> _WHAT IS NEEDED_
Up to and including the line containing "pub mod world;", retype each line of the listing below exactly, beginning with the first.

> _DATA SHOWN_
mod compiler;
mod discovery;

pub use compiler::{
    compile_catalog_dir, compile_catalog_file, compile_catalog_path, compile_catalog_str,
    ContentCompileError, ContentErrorCode, SourceLocation,
};
use tracing_subscriber::EnvFilter;

/// Logs go to stderr so that step output on stdout stays machine-readable.
pub(crate) fn init_tracing() {
    let filter = EnvFilter::try_from_default_env().unwrap_or_else(|_| EnvFilter::new("info"));
    tracing_subscriber::fmt()
        .with_env_filter(filter)
        .with_target(false)
        .with_writer(std::io::stderr)
        .compact()
        .init();
}
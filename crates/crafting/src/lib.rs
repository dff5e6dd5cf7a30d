use std::env;
use std::fs;
use std::path::{Path, PathBuf};

use thiserror::Error;

mod atomic_io;
pub mod catalog;
pub mod content;
pub mod elements;
pub mod error;
mod hashing;
pub mod minecraft;
pub mod snapshot;
pub mod state;
pub mod transformation;
pub mod world;

pub use catalog::{ActionId, Catalog, CatalogError, StepOutcome};
pub use content::{
    compile_catalog_dir, compile_catalog_file, compile_catalog_path, compile_catalog_str,
    ContentCompileError, ContentErrorCode, SourceLocation,
};
pub use elements::{EntityKey, Item, ItemStack, Zone};
pub use error::{ConfigurationError, StateError, TransformationError};
pub use hashing::world_layout_sha256_hex;
pub use minecraft::{minecraft_catalog, minecraft_transformations};
pub use snapshot::{
    read_snapshot, write_snapshot_atomic, SnapshotError, StateSnapshot, SNAPSHOT_FORMAT_VERSION,
};
pub use state::{CraftingState, StateShape};
pub use transformation::{
    ChangeKind, CompiledTransformation, InventoryChanges, InventoryOwner, OwnerOps, Transformation,
    TransformationBuilder, ZoneOps, UNBOUNDED,
};
pub use world::{World, WorldBuilder};

/// Default location of the defs to load when no path is given on the command line.
pub const DEFS_ENV_VAR: &str = "CRAFTING_DEFS";

#[derive(Debug, Error)]
pub enum StartupError {
    #[error("failed to read environment variable {var}: {source}")]
    EnvVar {
        var: &'static str,
        #[source]
        source: env::VarError,
    },
    #[error(
        "defs path does not exist: {path}\n\
Point --defs or {env_var} at a defs .xml file or a directory of them."
    )]
    DefsNotFound {
        path: PathBuf,
        env_var: &'static str,
    },
}

/// Where the catalog comes from: an explicit path wins over [`DEFS_ENV_VAR`];
/// `None` means the bundled Minecraft catalog.
pub fn resolve_defs_path(explicit: Option<&Path>) -> Result<Option<PathBuf>, StartupError> {
    let raw = match explicit {
        Some(path) => path.to_path_buf(),
        None => match env::var(DEFS_ENV_VAR) {
            Ok(value) if value.trim().is_empty() => return Ok(None),
            Ok(value) => PathBuf::from(value),
            Err(env::VarError::NotPresent) => return Ok(None),
            Err(source) => {
                return Err(StartupError::EnvVar {
                    var: DEFS_ENV_VAR,
                    source,
                })
            }
        },
    };

    if !raw.exists() {
        return Err(StartupError::DefsNotFound {
            path: raw,
            env_var: DEFS_ENV_VAR,
        });
    }
    Ok(Some(normalize_path(&raw)))
}

fn normalize_path(path: &Path) -> PathBuf {
    fs::canonicalize(path).unwrap_or_else(|_| path.to_path_buf())
}
use std::fs::{self, File};
use std::io::{self, Write};
use std::path::{Path, PathBuf};

/// Writes `text` to a sibling temp file, syncs it, then renames it over `path`.
/// Readers see either the previous file or the complete new one.
pub(crate) fn write_text_atomic(path: &Path, text: &str) -> io::Result<()> {
    if let Some(parent) = path.parent().filter(|parent| !parent.as_os_str().is_empty()) {
        fs::create_dir_all(parent)?;
    }

    let tmp_path = temp_path_for(path);
    let result = write_synced(&tmp_path, text.as_bytes()).and_then(|()| fs::rename(&tmp_path, path));
    if result.is_err() {
        let _ = fs::remove_file(&tmp_path);
    }
    result
}

fn write_synced(path: &Path, bytes: &[u8]) -> io::Result<()> {
    let mut file = File::create(path)?;
    file.write_all(bytes)?;
    file.sync_all()
}

fn temp_path_for(path: &Path) -> PathBuf {
    let file_name = path
        .file_name()
        .and_then(|name| name.to_str())
        .unwrap_or("snapshot");
    let tmp_name = format!(".{file_name}.{}.tmp", std::process::id());
    match path.parent() {
        Some(parent) => parent.join(tmp_name),
        None => PathBuf::from(tmp_name),
    }
}

#[cfg(test)]
mod tests {
    use tempfile::TempDir;

    use super::*;

    #[test]
    fn replaces_existing_file_and_leaves_no_temp() {
        let temp = TempDir::new().expect("tempdir");
        let path = temp.path().join("nested").join("state.json");
        write_text_atomic(&path, "first").expect("first write");
        write_text_atomic(&path, "second").expect("second write");
        assert_eq!(fs::read_to_string(&path).expect("read"), "second");

        let leftovers = fs::read_dir(temp.path().join("nested"))
            .expect("read dir")
            .filter_map(Result::ok)
            .filter(|entry| entry.file_name().to_string_lossy().ends_with(".tmp"))
            .count();
        assert_eq!(leftovers, 0);
    }
}
#[cfg(test)]
mod tests {
    use super::*;
    use crate::catalog::StepOutcome;

    fn run(catalog: &Catalog, state: &mut crate::CraftingState, plan: &[&str]) {
        for name in plan {
            let action = catalog
                .find(name)
                .unwrap_or_else(|| panic!("missing action {name}"));
            assert_eq!(
                catalog.step(state, action).expect("step"),
                StepOutcome::Applied,
                "action {name} should be valid"
            );
        }
    }

    fn held(catalog: &Catalog, state: &crate::CraftingState, name: &str) -> i64 {
        let slot = catalog
            .world()
            .item_slot(&Item::new(name))
            .expect("item slot");
        state.player_inventory()[slot]
    }

    #[test]
    fn catalog_builds_with_every_zone_and_unique_names() {
        let catalog = minecraft_catalog().expect("catalog");
        let zone_names = catalog
            .world()
            .zones()
            .iter()
            .map(Zone::name)
            .collect::<Vec<_>>();
        assert_eq!(zone_names, ZONES);

        let mut names = catalog
            .transformations()
            .iter()
            .map(Transformation::name)
            .collect::<Vec<_>>();
        let total = names.len();
        names.sort();
        names.dedup();
        assert_eq!(names.len(), total);
    }

    #[test]
    fn player_starts_empty_handed_in_the_forest() {
        let catalog = minecraft_catalog().expect("catalog");
        let state = catalog.new_state();
        let forest = catalog
            .world()
            .zone_slot(&Zone::new(FOREST))
            .expect("forest");
        assert_eq!(state.current_zone_slot(), Some(forest));
        assert!(state.player_inventory().iter().all(|&amount| amount == 0));

        let mask = catalog.actions_mask(&state).expect("mask");
        let valid = catalog
            .transformations()
            .iter()
            .zip(mask)
            .filter(|(_, valid)| *valid)
            .map(|(transformation, _)| transformation.name())
            .collect::<Vec<_>>();
        assert!(valid.contains(&"collect_wood".to_string()));
        assert!(valid.contains(&"move_to_swamp".to_string()));
        assert!(!valid.contains(&"move_to_forest".to_string()));
        assert!(!valid.contains(&"move_to_underground_with_wooden_pickaxe".to_string()));
    }

    #[test]
    fn short_plan_reaches_the_underground() {
        let catalog = minecraft_catalog().expect("catalog");
        let mut state = catalog.new_state();
        run(
            &catalog,
            &mut state,
            &[
                "collect_wood",
                "collect_wood",
                "collect_wood",
                "craft_wood_plank",
                "craft_wood_plank",
                "craft_wood_plank",
                "craft_crafting_table",
                "place_crafting_table",
                "craft_stick",
                "craft_wooden_pickaxe",
                "collect_cobblestone_with_wooden_pickaxe",
                "move_to_underground_with_wooden_pickaxe",
            ],
        );
        assert_eq!(held(&catalog, &state, "wood_plank"), 3);
        assert_eq!(held(&catalog, &state, "stick"), 2);
        assert_eq!(held(&catalog, &state, "wooden_pickaxe"), 1);
        assert_eq!(held(&catalog, &state, "cobblestone"), 1);
        let underground = catalog
            .world()
            .zone_slot(&Zone::new(UNDERGROUND))
            .expect("underground");
        assert_eq!(state.current_zone_slot(), Some(underground));
    }

    #[test]
    fn buildings_stay_in_the_zone_they_were_placed_in() {
        let catalog = minecraft_catalog().expect("catalog");
        let mut state = catalog.new_state();
        run(
            &catalog,
            &mut state,
            &[
                "collect_wood",
                "collect_wood",
                "collect_wood",
                "craft_wood_plank",
                "craft_wood_plank",
                "craft_wood_plank",
                "craft_crafting_table",
                "place_crafting_table",
                "craft_stick",
                "move_to_swamp",
            ],
        );
        let wooden_pickaxe = catalog.find("craft_wooden_pickaxe").expect("recipe");
        assert_eq!(
            catalog.step(&mut state, wooden_pickaxe).expect("step"),
            StepOutcome::Invalid
        );
        run(&catalog, &mut state, &["move_to_forest", "craft_wooden_pickaxe"]);
        assert_eq!(held(&catalog, &state, "wooden_pickaxe"), 1);
    }

    #[test]
    fn a_zone_holds_at_most_one_crafting_table() {
        let catalog = minecraft_catalog().expect("catalog");
        let mut state = catalog.new_state();
        run(
            &catalog,
            &mut state,
            &[
                "collect_wood",
                "collect_wood",
                "craft_wood_plank",
                "craft_wood_plank",
                "craft_crafting_table",
                "craft_crafting_table",
                "place_crafting_table",
            ],
        );
        let place = catalog.find("place_crafting_table").expect("place");
        assert_eq!(
            catalog.step(&mut state, place).expect("step"),
            StepOutcome::Invalid
        );
        assert_eq!(held(&catalog, &state, CRAFTING_TABLE), 1);
    }
}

> _TASK OUTPUT_
mod compiler;
mod discovery;

pub use compiler::{
    compile_catalog_dir, compile_catalog_file, compile_catalog_path, compile_catalog_str,
    ContentCompileError, ContentErrorCode, SourceLocation,
};
use tracing_subscriber::EnvFilter;

/// Logs go to stderr so that step output on stdout stays machine-readable.
pub(crate) fn init_tracing() {
    let filter = EnvFilter::try_from_default_env().unwrap_or_else(|_| EnvFilter::new("info"));
    tracing_subscriber::fmt()
        .with_env_filter(filter)
        .with_target(false)
        .with_writer(std::io::stderr)
        .compact()
        .init();
}
filename crates/crafting/src/lib.rs
repository dff5e6dd5cf7a30d
use std::env;
use std::fs;
use std::path::{Path, PathBuf};

use thiserror::Error;

mod atomic_io;
pub mod catalog;
pub mod content;
pub mod elements;
pub mod error;
mod hashing;
pub mod minecraft;
pub mod snapshot;
pub mod state;
pub mod transformation;
pub mod world;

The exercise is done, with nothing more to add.